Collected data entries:
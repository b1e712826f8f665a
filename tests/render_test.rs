//! Full-pipeline rendering tests over a realistic document.

use grist::{FrontmatterValue, parse_document, render};

const POST: &str = include_str!("fixtures/post.md");

#[test]
fn test_fixture_frontmatter() {
    let doc = parse_document(POST);

    assert_eq!(doc.frontmatter.len(), 5);
    assert_eq!(
        doc.frontmatter["title"].as_str(),
        Some("Shipping the Static Site")
    );
    assert_eq!(doc.frontmatter["date"].as_str(), Some("2025-11-02"));
    assert_eq!(doc.frontmatter["draft"].as_bool(), Some(false));
    assert_eq!(doc.frontmatter["rating"].as_number(), Some(4.5));
    assert_eq!(
        doc.frontmatter["tags"],
        FrontmatterValue::List(vec![
            "rust".to_string(),
            "markdown".to_string(),
            "tooling".to_string()
        ])
    );
}

#[test]
fn test_fixture_block_elements() {
    let doc = parse_document(POST);

    assert!(doc.content.contains("<h1>Shipping the Static Site</h1>"));
    assert!(doc.content.contains("<h2>Before</h2>"));
    assert!(doc.content.contains("<h2>After</h2>"));
    assert!(doc.content.contains("<hr />"));
    assert!(
        doc.content
            .contains("<pre><code class=\"language-sh\">pandoc --from markdown --to html5 page.md</code></pre>")
    );
}

#[test]
fn test_fixture_inline_elements() {
    let doc = parse_document(POST);

    assert!(doc.content.contains("<strong>why it matters</strong>"));
    assert!(doc.content.contains("<em>typed</em>"));
    assert!(doc.content.contains("<code>sed</code>"));
    assert!(
        doc.content
            .contains(r#"<a href="/notes/build-rewrite">migration notes</a>"#)
    );
    assert!(
        doc.content
            .contains(r#"<img src="/img/build-times.png" alt="build time chart" />"#)
    );
}

#[test]
fn test_fixture_code_body_is_escaped() {
    let doc = parse_document(POST);

    assert!(doc.content.contains("parse_document(&amp;source)"));
    assert!(!doc.content.contains("parse_document(&source)"));
}

#[test]
fn test_fixture_paragraphs() {
    let doc = parse_document(POST);

    assert!(
        doc.content
            .contains("<p>Cold builds took four minutes. Incremental builds were not a thing.</p>")
    );
    assert!(doc.content.ends_with("<p>Cold builds now finish in nine seconds.</p>"));
    // Already rendered blocks are never re-wrapped.
    assert!(!doc.content.contains("<p><h"));
    assert!(!doc.content.contains("<p><pre>"));
    assert!(!doc.content.contains("<p><hr />"));
}

#[test]
fn test_render_skips_frontmatter_handling() {
    // The bare renderer treats delimiter lines as horizontal rules, and
    // the rule-bounded first block trips the block heuristic.
    let html = render("---\ntitle: x\n---\n\nBody.");
    assert_eq!(html, "<hr />\ntitle: x\n<hr />\n\n<p>Body.</p>");
}

#[test]
fn test_trailing_double_space_is_not_a_break() {
    assert_eq!(render("one  \ntwo"), "<p>one  \ntwo</p>");
}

TASK -
Scan the lines above for "source", then copy every one that has it.

RESPONSE -
    assert!(doc.content.contains("parse_document(&amp;source)"));
    assert!(!doc.content.contains("parse_document(&source)"));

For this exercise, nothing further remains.